Content starts

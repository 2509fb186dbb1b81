//! WAKE/SLEEP power state machine.
//!
//! The controller owns the whole node context (configuration store, sensor
//! pipeline, cycle state, deadlines) and drives it through injected
//! capabilities, so the identical logic runs under the firmware tasks and the
//! host emulator. Hardware halt is a blocking call on [`SleepControl`]; tests
//! substitute an immediate-return fake.

use core::fmt::Write as _;
use core::ops::Add;
use core::time::Duration;

use heapless::String;

use crate::calendar::Calendar;
use crate::command::{self, CommandEffect, LineEvent};
use crate::config::{BackupStore, ConfigStore};
use crate::console::Console;
use crate::imu::{ImuPipeline, SensorBus};

/// Wake-timer tick rate: 32768 Hz LSE through the fixed /16 prescaler.
pub const WAKE_TIMER_HZ: u32 = 2_048;

/// Indicator half-period while awake; unrelated to the acquisition rate.
pub const BLINK_HALF_PERIOD: Duration = Duration::from_millis(100);

/// Converts a sleep interval to the hardware wake-timer reload value.
///
/// The timer fires when the counter wraps past the programmed value, hence
/// the minus one: 10 s programs 20479 ticks.
#[must_use]
pub const fn wake_timer_ticks(seconds: u32) -> u32 {
    seconds * WAKE_TIMER_HZ - 1
}

/// Monotonic time plus control over the coarse tick service that must be
/// suspended across deep retention.
pub trait TimeKeeper {
    /// Monotonic timestamp type used for deadlines.
    type Instant: Copy + Ord + Add<Duration, Output = Self::Instant>;

    /// Returns the current monotonic time.
    fn now(&mut self) -> Self::Instant;

    /// Stops the tick service before entering retention.
    fn suspend_ticks(&mut self);

    /// Restarts the tick service after wake.
    fn resume_ticks(&mut self);
}

/// Low-power entry and the hardware wake timer.
pub trait SleepControl {
    /// Arms the wake timer with a tick count from [`wake_timer_ticks`].
    fn program_wake_timer(&mut self, ticks: u32);

    /// Clears any stale wake flag so the halt is entered cleanly.
    fn clear_wake_flag(&mut self);

    /// Blocks in retention until a qualifying interrupt fires.
    fn halt_until_interrupt(&mut self);
}

/// The activity indicator (an LED on hardware).
pub trait Indicator {
    /// Drives the indicator on or off.
    fn set(&mut self, on: bool);
}

/// Capability bundle handed to the controller on every call.
pub struct Board<T, C, W, L, O> {
    pub time: T,
    pub rtc: C,
    pub sleep: W,
    pub led: L,
    pub console: O,
}

impl<T, C, W, L, O> Board<T, C, W, L, O> {
    /// Bundles the five capabilities.
    pub const fn new(time: T, rtc: C, sleep: W, led: L, console: O) -> Self {
        Self {
            time,
            rtc,
            sleep,
            led,
            console,
        }
    }
}

/// Cycle phase of the node.
#[derive(Copy, Clone, Debug, Eq, PartialEq)]
pub enum SystemState {
    Wake,
    Sleep,
}

/// The node controller: explicit context for everything the cycle mutates.
pub struct NodeController<S, B, I> {
    config: ConfigStore<S>,
    imu: ImuPipeline<B>,
    state: SystemState,
    entry_pending: bool,
    wake_deadline: Option<I>,
    blink_deadline: Option<I>,
    led_on: bool,
}

impl<S, B, I> NodeController<S, B, I>
where
    S: BackupStore,
    B: SensorBus,
    I: Copy + Ord + Add<Duration, Output = I>,
{
    /// Creates the controller in WAKE with entry actions pending.
    pub const fn new(config: ConfigStore<S>, imu: ImuPipeline<B>) -> Self {
        Self {
            config,
            imu,
            state: SystemState::Wake,
            entry_pending: true,
            wake_deadline: None,
            blink_deadline: None,
            led_on: false,
        }
    }

    /// Returns the current cycle phase.
    pub const fn state(&self) -> SystemState {
        self.state
    }

    /// Returns `true` while WAKE entry actions have not yet run for the
    /// current occupancy.
    pub const fn entry_pending(&self) -> bool {
        self.entry_pending
    }

    /// Accesses the configuration store.
    pub const fn config(&self) -> &ConfigStore<S> {
        &self.config
    }

    /// Accesses the sensor pipeline.
    pub const fn imu(&self) -> &ImuPipeline<B> {
        &self.imu
    }

    /// Mutably accesses the sensor pipeline (initialization, re-init).
    pub fn imu_mut(&mut self) -> &mut ImuPipeline<B> {
        &mut self.imu
    }

    /// Returns the deadline at which the current WAKE occupancy ends.
    pub const fn wake_deadline(&self) -> Option<I> {
        self.wake_deadline
    }

    /// Runs one iteration of the WAKE loop.
    ///
    /// Entry actions execute exactly once per occupancy and complete before
    /// the continuous actions (indicator blink, command handling, deadline
    /// check). A `sleep` command or an expired deadline runs the blocking
    /// sleep transition before this call returns.
    pub fn poll<T, C, W, L, O>(&mut self, board: &mut Board<T, C, W, L, O>, event: Option<&LineEvent>)
    where
        T: TimeKeeper<Instant = I>,
        C: Calendar,
        W: SleepControl,
        L: Indicator,
        O: Console,
    {
        if self.entry_pending {
            self.run_wake_entry(board);
            self.entry_pending = false;
        }

        self.drive_indicator(board);

        if let Some(event) = event {
            let effect = command::dispatch(event, &mut self.config, &mut board.console);
            if effect == CommandEffect::EnterSleep {
                self.enter_sleep(board);
                return;
            }
        }

        if let Some(deadline) = self.wake_deadline
            && board.time.now() >= deadline
        {
            self.enter_sleep(board);
        }
    }

    /// Runs the WAKE to SLEEP transition.
    ///
    /// Blocking: whether reached from the deadline check or a command
    /// handler, execution does not proceed past the halt until hardware
    /// wakes the processor. On return the next occupancy is armed and the
    /// state is WAKE again.
    pub fn enter_sleep<T, C, W, L, O>(&mut self, board: &mut Board<T, C, W, L, O>)
    where
        T: TimeKeeper<Instant = I>,
        C: Calendar,
        W: SleepControl,
        L: Indicator,
        O: Console,
    {
        self.state = SystemState::Sleep;

        self.led_on = false;
        board.led.set(false);

        let ticks = wake_timer_ticks(self.config.sleep_interval_s());
        board.sleep.program_wake_timer(ticks);

        board.time.suspend_ticks();
        board.sleep.clear_wake_flag();
        board.sleep.halt_until_interrupt();

        // Execution resumes here after the wake interrupt.
        board.time.resume_ticks();

        let now = board.time.now();
        self.wake_deadline = Some(now + Duration::from_secs(u64::from(self.config.awake_interval_s())));
        self.blink_deadline = None;
        self.entry_pending = true;
        self.state = SystemState::Wake;
    }

    fn run_wake_entry<T, C, W, L, O>(&mut self, board: &mut Board<T, C, W, L, O>)
    where
        T: TimeKeeper<Instant = I>,
        C: Calendar,
        W: SleepControl,
        L: Indicator,
        O: Console,
    {
        let count = self.config.increment_wake_count();
        let stamp = board.rtc.now();

        let mut line: String<48> = String::new();
        board.console.write_line("--- waking up ---");
        let _ = write!(line, "time: {stamp}");
        board.console.write_line(&line);
        line.clear();
        let _ = write!(line, "wake count: {count}");
        board.console.write_line(&line);

        let _ = self.imu.acquire();
        self.imu.report(&mut board.console);

        // First boot has no sleep exit to arm the deadline.
        if self.wake_deadline.is_none() {
            let now = board.time.now();
            self.wake_deadline =
                Some(now + Duration::from_secs(u64::from(self.config.awake_interval_s())));
        }
    }

    fn drive_indicator<T, C, W, L, O>(&mut self, board: &mut Board<T, C, W, L, O>)
    where
        T: TimeKeeper<Instant = I>,
        C: Calendar,
        W: SleepControl,
        L: Indicator,
        O: Console,
    {
        let now = board.time.now();
        match self.blink_deadline {
            Some(deadline) if now < deadline => {}
            _ => {
                self.led_on = !self.led_on;
                board.led.set(self.led_on);
                self.blink_deadline = Some(now + BLINK_HALF_PERIOD);
            }
        }
    }
}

Content ends

> [Your assignment]: Give back all of the entries exactly as written.

> [Result]:
repository 2509fb186dbb1b81
//! WAKE/SLEEP power state machine.
//!
//! The controller owns the whole node context (configuration store, sensor
//! pipeline, cycle state, deadlines) and drives it through injected
//! capabilities, so the identical logic runs under the firmware tasks and the
//! host emulator. Hardware halt is a blocking call on [`SleepControl`]; tests
//! substitute an immediate-return fake.

use core::fmt::Write as _;
use core::ops::Add;
use core::time::Duration;

use heapless::String;

use crate::calendar::Calendar;
use crate::command::{self, CommandEffect, LineEvent};
use crate::config::{BackupStore, ConfigStore};
use crate::console::Console;
use crate::imu::{ImuPipeline, SensorBus};

/// Wake-timer tick rate: 32768 Hz LSE through the fixed /16 prescaler.
pub const WAKE_TIMER_HZ: u32 = 2_048;

/// Indicator half-period while awake; unrelated to the acquisition rate.
pub const BLINK_HALF_PERIOD: Duration = Duration::from_millis(100);

/// Converts a sleep interval to the hardware wake-timer reload value.
///
/// The timer fires when the counter wraps past the programmed value, hence
/// the minus one: 10 s programs 20479 ticks.
#[must_use]
pub const fn wake_timer_ticks(seconds: u32) -> u32 {
    seconds * WAKE_TIMER_HZ - 1
}

/// Monotonic time plus control over the coarse tick service that must be
/// suspended across deep retention.
pub trait TimeKeeper {
    /// Monotonic timestamp type used for deadlines.
    type Instant: Copy + Ord + Add<Duration, Output = Self::Instant>;

    /// Returns the current monotonic time.
    fn now(&mut self) -> Self::Instant;

    /// Stops the tick service before entering retention.
    fn suspend_ticks(&mut self);

    /// Restarts the tick service after wake.
    fn resume_ticks(&mut self);
}

/// Low-power entry and the hardware wake timer.
pub trait SleepControl {
    /// Arms the wake timer with a tick count from [`wake_timer_ticks`].
    fn program_wake_timer(&mut self, ticks: u32);

    /// Clears any stale wake flag so the halt is entered cleanly.
    fn clear_wake_flag(&mut self);

    /// Blocks in retention until a qualifying interrupt fires.
    fn halt_until_interrupt(&mut self);
}

/// The activity indicator (an LED on hardware).
pub trait Indicator {
    /// Drives the indicator on or off.
    fn set(&mut self, on: bool);
}

/// Capability bundle handed to the controller on every call.
pub struct Board<T, C, W, L, O> {
    pub time: T,
    pub rtc: C,
    pub sleep: W,
    pub led: L,
    pub console: O,
}

impl<T, C, W, L, O> Board<T, C, W, L, O> {
    /// Bundles the five capabilities.
    pub const fn new(time: T, rtc: C, sleep: W, led: L, console: O) -> Self {
        Self {
            time,
            rtc,
            sleep,
            led,
            console,
        }
    }
}

/// Cycle phase of the node.
#[derive(Copy, Clone, Debug, Eq, PartialEq)]
pub enum SystemState {
    Wake,
    Sleep,
}

/// The node controller: explicit context for everything the cycle mutates.
pub struct NodeController<S, B, I> {
    config: ConfigStore<S>,
    imu: ImuPipeline<B>,
    state: SystemState,
    entry_pending: bool,
    wake_deadline: Option<I>,
    blink_deadline: Option<I>,
    led_on: bool,
}

impl<S, B, I> NodeController<S, B, I>
where
    S: BackupStore,
    B: SensorBus,
    I: Copy + Ord + Add<Duration, Output = I>,
{
    /// Creates the controller in WAKE with entry actions pending.
    pub const fn new(config: ConfigStore<S>, imu: ImuPipeline<B>) -> Self {
        Self {
            config,
            imu,
            state: SystemState::Wake,
            entry_pending: true,
            wake_deadline: None,
            blink_deadline: None,
            led_on: false,
        }
    }

    /// Returns the current cycle phase.
    pub const fn state(&self) -> SystemState {
        self.state
    }

    /// Returns `true` while WAKE entry actions have not yet run for the
    /// current occupancy.
    pub const fn entry_pending(&self) -> bool {
        self.entry_pending
    }

    /// Accesses the configuration store.
    pub const fn config(&self) -> &ConfigStore<S> {
        &self.config
    }

    /// Accesses the sensor pipeline.
    pub const fn imu(&self) -> &ImuPipeline<B> {
        &self.imu
    }

    /// Mutably accesses the sensor pipeline (initialization, re-init).
    pub fn imu_mut(&mut self) -> &mut ImuPipeline<B> {
        &mut self.imu
    }

    /// Returns the deadline at which the current WAKE occupancy ends.
    pub const fn wake_deadline(&self) -> Option<I> {
        self.wake_deadline
    }

    /// Runs one iteration of the WAKE loop.
    ///
    /// Entry actions execute exactly once per occupancy and complete before
    /// the continuous actions (indicator blink, command handling, deadline
    /// check). A `sleep` command or an expired deadline runs the blocking
    /// sleep transition before this call returns.
    pub fn poll<T, C, W, L, O>(&mut self, board: &mut Board<T, C, W, L, O>, event: Option<&LineEvent>)
    where
        T: TimeKeeper<Instant = I>,
        C: Calendar,
        W: SleepControl,
        L: Indicator,
        O: Console,
    {
        if self.entry_pending {
            self.run_wake_entry(board);
            self.entry_pending = false;
        }

        self.drive_indicator(board);

        if let Some(event) = event {
            let effect = command::dispatch(event, &mut self.config, &mut board.console);
            if effect == CommandEffect::EnterSleep {
                self.enter_sleep(board);
                return;
            }
        }

        if let Some(deadline) = self.wake_deadline
            && board.time.now() >= deadline
        {
            self.enter_sleep(board);
        }
    }

    /// Runs the WAKE to SLEEP transition.
    ///
    /// Blocking: whether reached from the deadline check or a command
    /// handler, execution does not proceed past the halt until hardware
    /// wakes the processor. On return the next occupancy is armed and the
    /// state is WAKE again.
    pub fn enter_sleep<T, C, W, L, O>(&mut self, board: &mut Board<T, C, W, L, O>)
    where
        T: TimeKeeper<Instant = I>,
        C: Calendar,
        W: SleepControl,
        L: Indicator,
        O: Console,
    {
        self.state = SystemState::Sleep;

        self.led_on = false;
        board.led.set(false);

        let ticks = wake_timer_ticks(self.config.sleep_interval_s());
        board.sleep.program_wake_timer(ticks);

        board.time.suspend_ticks();
        board.sleep.clear_wake_flag();
        board.sleep.halt_until_interrupt();

        // Execution resumes here after the wake interrupt.
        board.time.resume_ticks();

        let now = board.time.now();
        self.wake_deadline = Some(now + Duration::from_secs(u64::from(self.config.awake_interval_s())));
        self.blink_deadline = None;
        self.entry_pending = true;
        self.state = SystemState::Wake;
    }

    fn run_wake_entry<T, C, W, L, O>(&mut self, board: &mut Board<T, C, W, L, O>)
    where
        T: TimeKeeper<Instant = I>,
        C: Calendar,
        W: SleepControl,
        L: Indicator,
        O: Console,
    {
        let count = self.config.increment_wake_count();
        let stamp = board.rtc.now();

        let mut line: String<48> = String::new();
        board.console.write_line("--- waking up ---");
        let _ = write!(line, "time: {stamp}");
        board.console.write_line(&line);
        line.clear();
        let _ = write!(line, "wake count: {count}");
        board.console.write_line(&line);

        let _ = self.imu.acquire();
        self.imu.report(&mut board.console);

        // First boot has no sleep exit to arm the deadline.
        if self.wake_deadline.is_none() {
            let now = board.time.now();
            self.wake_deadline =
                Some(now + Duration::from_secs(u64::from(self.config.awake_interval_s())));
        }
    }

    fn drive_indicator<T, C, W, L, O>(&mut self, board: &mut Board<T, C, W, L, O>)
    where
        T: TimeKeeper<Instant = I>,
        C: Calendar,
        W: SleepControl,
        L: Indicator,
        O: Console,
    {
        let now = board.time.now();
        match self.blink_deadline {
            Some(deadline) if now < deadline => {}
            _ => {
                self.led_on = !self.led_on;
                board.led.set(self.led_on);
                self.blink_deadline = Some(now + BLINK_HALF_PERIOD);
            }
        }
    }
}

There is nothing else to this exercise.